1. Question: How many bits for an address, assuming that we can address only 4-byte words?

Answer: Since there are 4 words per page, we only need 2 bits to represent the offset. We still need 4 bits to represent the page number, so we need 6 bits for an address.

2. Question: What part of the address is p? What part is d?

Answer: p is the leftmost 4 bits; d is the rightmost 2 bits.

3. Question: Given logical address 13, do the logical to physical address translation.

Answer: Logical address 13 is address 001101; so p = 0011, d = 01. Therefore, this location is logical page 3, offset 1. The page table shows that logical page 3 is in main memory in page frame 9. Therefore, the physical address is 100101, or 37.

Making Paging Fast

How should we store the page table?

• Memory.
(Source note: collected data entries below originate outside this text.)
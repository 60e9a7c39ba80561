// Copyright (c) 2025 ADBC Drivers Contributors
//
// Licensed under the Apache License, Version 2.0 (the "License");
// you may not use this file except in compliance with the License.
// You may obtain a copy of the License at
//
//     http://www.apache.org/licenses/LICENSE-2.0
//
// Unless required by applicable law or agreed to in writing, software
// distributed under the License is distributed on an "AS IS" BASIS,
// WITHOUT WARRANTIES OR CONDITIONS OF ANY KIND, either express or implied.
// See the License for the specific language governing permissions and
// limitations under the License.

//! Logging setup for the job client.
//!
//! Installs a `tracing-subscriber` with file or stderr output. Library code
//! only emits `tracing` events; nothing is printed unless this runs (or the
//! application installs its own subscriber).
//!
//! ## Configuration priority
//!
//! 1. `td.log_level` / `td.log_file` client options (highest)
//! 2. `RUST_LOG` environment variable
//! 3. Default: `warn`
//!
//! ## Usage
//!
//! ```bash
//! RUST_LOG=td_job_results=debug ./my_app
//! ```
//!
//! Or programmatically:
//! ```ignore
//! config.set_option("td.log_level", "debug")?;
//! config.set_option("td.log_file", "/tmp/td.log")?;
//! ```

use std::sync::OnceLock;
use tracing_subscriber::{
    fmt::{self, time::SystemTime},
    layer::SubscriberExt,
    util::SubscriberInitExt,
    EnvFilter,
};

static LOGGING_INITIALIZED: OnceLock<()> = OnceLock::new();

/// Logging configuration set through client options.
#[derive(Debug, Clone, Default, PartialEq, Eq)]
pub struct LogConfig {
    /// Log level: "OFF", "ERROR", "WARN", "INFO", "DEBUG", "TRACE".
    pub level: Option<String>,
    /// Log file path. If unset, logs go to stderr.
    pub file: Option<String>,
}

impl LogConfig {
    /// Filter directive for the configured level, or `None` when the level
    /// is unset or `off`.
    pub fn directive(&self) -> Option<String> {
        match self.level.as_deref() {
            Some(level) if !level.eq_ignore_ascii_case("off") => {
                Some(format!("td_job_results={}", level.to_lowercase()))
            }
            _ => None,
        }
    }

    pub fn is_off(&self) -> bool {
        self.level
            .as_deref()
            .is_some_and(|level| level.eq_ignore_ascii_case("off"))
    }
}

/// Initialize the tracing subscriber.
///
/// Runs at most once per process: the first `ClientConfig::connect()`
/// configures logging and later calls are no-ops. If the application already
/// installed a global subscriber, that one stays.
pub fn init_logging(config: &LogConfig) {
    LOGGING_INITIALIZED.get_or_init(|| {
        if config.is_off() {
            return;
        }

        let filter = match config.directive() {
            Some(directive) => EnvFilter::new(directive),
            None => EnvFilter::try_from_default_env()
                .unwrap_or_else(|_| EnvFilter::new("td_job_results=warn")),
        };

        if let Some(ref path) = config.file {
            let file = match std::fs::OpenOptions::new()
                .create(true)
                .append(true)
                .open(path)
            {
                Ok(f) => f,
                Err(e) => {
                    eprintln!("td-job-results: failed to open log file {}: {}", path, e);
                    return;
                }
            };

            tracing_subscriber::registry()
                .with(filter)
                .with(
                    fmt::layer()
                        .with_writer(file)
                        .with_target(false)
                        .with_ansi(false)
                        .with_timer(SystemTime),
                )
                .try_init()
                .ok();
        } else {
            tracing_subscriber::registry()
                .with(filter)
                .with(
                    fmt::layer()
                        .with_writer(std::io::stderr)
                        .with_target(false)
                        .with_timer(SystemTime),
                )
                .try_init()
                .ok();
        }
    });
}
Too slow.

• Registers. Too expensive.

• Translation Lookaside Buffer (TLB). Just right.

Typical TLB sizes range from 8 to 2048 entries.

Figure 8.10 goes here.

In addition to what is shown in the diagram, the TLB also needs to have a valid bit v for each entry that shows whether or not that entry is up-to-date.

Paging and the TLB:

A typical sequence of events with paging and a TLB:

• Process needing k pages arrives.

• If k page frames are free, the O/S allocates all k pages to the free frames. Otherwise, we need a page replacement algorithm.
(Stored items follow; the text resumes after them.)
// Copyright (c) 2025 ADBC Drivers Contributors
//
// Licensed under the Apache License, Version 2.0 (the "License");
// you may not use this file except in compliance with the License.
// You may obtain a copy of the License at
//
//     http://www.apache.org/licenses/LICENSE-2.0
//
// Unless required by applicable law or agreed to in writing, software
// distributed under the License is distributed on an "AS IS" BASIS,
// WITHOUT WARRANTIES OR CONDITIONS OF ANY KIND, either express or implied.
// See the License for the specific language governing permissions and
// limitations under the License.

//! Background record producer feeding a bounded channel.
//!
//! A spawned task drives a [`ResultStream`] and sends each record, paired
//! with the compressed byte count at the time it was decoded, through a
//! bounded `mpsc` channel. The channel capacity is the backpressure: the
//! producer stops pulling fragments while the consumer is behind.
//!
//! The producer exits when:
//! - the stream ends (channel closes, `recv` returns `None`)
//! - the stream fails (the error is sent as the last item)
//! - the receiver is cancelled or dropped

use crate::error::{Error, Result};
use crate::reader::source::FragmentSource;
use crate::reader::stream::ResultStream;
use crate::types::{ProgressRecord, Record};
use tokio::runtime::Handle;
use tokio::sync::mpsc;
use tokio::task::JoinHandle;
use tokio_util::sync::CancellationToken;
use tracing::{debug, trace};

/// Receiving end of a record channel.
///
/// Dropping the receiver cancels the producer.
#[derive(Debug)]
pub struct RecordReceiver {
    rx: mpsc::Receiver<Result<ProgressRecord>>,
    cancel_token: CancellationToken,
    producer: Option<JoinHandle<ProducerExit>>,
}

/// Why a producer task stopped.
#[derive(Debug, Clone, Copy, PartialEq, Eq)]
enum ProducerExit {
    /// The stream ended and every record was sent.
    Finished,
    /// The stream failed and the error was sent.
    Failed,
    Cancelled,
    ReceiverDropped,
}

impl RecordReceiver {
    /// Next record with its progress count, `Some(Err(_))` if the stream
    /// failed, or `None` once the producer has finished.
    pub async fn recv(&mut self) -> Option<Result<ProgressRecord>> {
        self.rx.recv().await
    }

    /// Blocking variant of [`recv`](Self::recv). Must not be called from
    /// within an async context.
    pub fn blocking_recv(&mut self) -> Option<Result<ProgressRecord>> {
        self.rx.blocking_recv()
    }

    /// Stop the producer. Records already buffered can still be received.
    pub fn cancel(&self) {
        self.cancel_token.cancel();
    }

    pub fn is_cancelled(&self) -> bool {
        self.cancel_token.is_cancelled()
    }

    /// Cancel and wait for the producer task to exit.
    pub async fn shutdown(mut self) {
        self.cancel_token.cancel();
        let _ = self.producer_exit().await;
    }

    /// Wait for the producer task and report why it stopped. `None` if it
    /// was already awaited.
    async fn producer_exit(&mut self) -> Result<Option<ProducerExit>> {
        let Some(producer) = self.producer.take() else {
            return Ok(None);
        };
        producer
            .await
            .map(Some)
            .map_err(|e| Error::Transport(format!("Record producer task failed: {}", e)))
    }
}

impl Drop for RecordReceiver {
    fn drop(&mut self) {
        self.cancel_token.cancel();
    }
}

/// Spawn a producer for `stream` on `handle` and return the receiver.
///
/// `capacity` is clamped to at least 1.
pub fn spawn_record_channel<S>(
    stream: ResultStream<S>,
    capacity: usize,
    handle: &Handle,
) -> RecordReceiver
where
    S: FragmentSource + 'static,
{
    let capacity = capacity.max(1);
    let (tx, rx) = mpsc::channel::<Result<ProgressRecord>>(capacity);
    let cancel_token = CancellationToken::new();

    debug!("Spawning record producer with capacity={}", capacity);

    let producer = handle.spawn(producer_task(stream, tx, cancel_token.clone()));

    RecordReceiver {
        rx,
        cancel_token,
        producer: Some(producer),
    }
}

async fn producer_task<S: FragmentSource>(
    mut stream: ResultStream<S>,
    tx: mpsc::Sender<Result<ProgressRecord>>,
    cancel_token: CancellationToken,
) -> ProducerExit {
    let mut sent: u64 = 0;

    loop {
        if cancel_token.is_cancelled() {
            debug!("Record producer cancelled after {} records", sent);
            return ProducerExit::Cancelled;
        }

        let next = tokio::select! {
            _ = cancel_token.cancelled() => {
                debug!("Record producer cancelled after {} records", sent);
                return ProducerExit::Cancelled;
            }
            next = stream.next_record_with_progress() => next,
        };

        let item = match next {
            Ok(Some(record)) => Ok(record),
            Ok(None) => {
                debug!("Record producer finished: {} records", sent);
                return ProducerExit::Finished;
            }
            Err(e) => Err(e),
        };
        let failed = item.is_err();

        tokio::select! {
            _ = cancel_token.cancelled() => {
                debug!("Record producer cancelled after {} records", sent);
                return ProducerExit::Cancelled;
            }
            res = tx.send(item) => {
                if res.is_err() {
                    trace!("Record receiver dropped, stopping producer");
                    return ProducerExit::ReceiverDropped;
                }
            }
        }

        if failed {
            return ProducerExit::Failed;
        }
        sent += 1;
    }
}

/// Drain a receiver into memory, stopping at the first error.
///
/// Fails with [`Error::Cancelled`] only if the producer stopped because of
/// cancellation; a cancel that arrives after the last record was sent does
/// not discard the result.
pub async fn collect_channel(mut receiver: RecordReceiver) -> Result<Vec<Record>> {
    let mut records = Vec::new();
    while let Some(item) = receiver.recv().await {
        records.push(item?.record);
    }
    match receiver.producer_exit().await? {
        Some(ProducerExit::Cancelled) => Err(Error::Cancelled),
        _ => Ok(records),
    }
}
• The O/S puts the first page in a frame and enters the frame number as the first entry in the page table. It then puts the second page in a frame...

• O/S marks all TLB entries as invalid.

• O/S starts process.

• As process executes, O/S loads TLB entries as each page is accessed, using some page replacement algorithm when the TLB is full.

• Flush the TLB.

• Option: Store the TLB in the PCB and reload it later.

Relative Costs of Paging with a TLB

Question: What is the effective memory access cost if the page table is in memory, there is no TLB, and all needed pages are in main memory?

Answer: One memory cycle is needed to access the page table, and then another memory cycle to fetch the data. Hence, if t is the time for one memory cycle, the effective memory access time is 2t.

Question: What is the effective memory access cost with a TLB, assuming a 95% TLB hit rate?

Answer: If the page to be accessed has an entry in the TLB, then only one memory cycle is needed to fetch data; otherwise, 2 memory cycles are needed. Thus the effective memory access time is .95(t) + .05(2t) = 1.05t.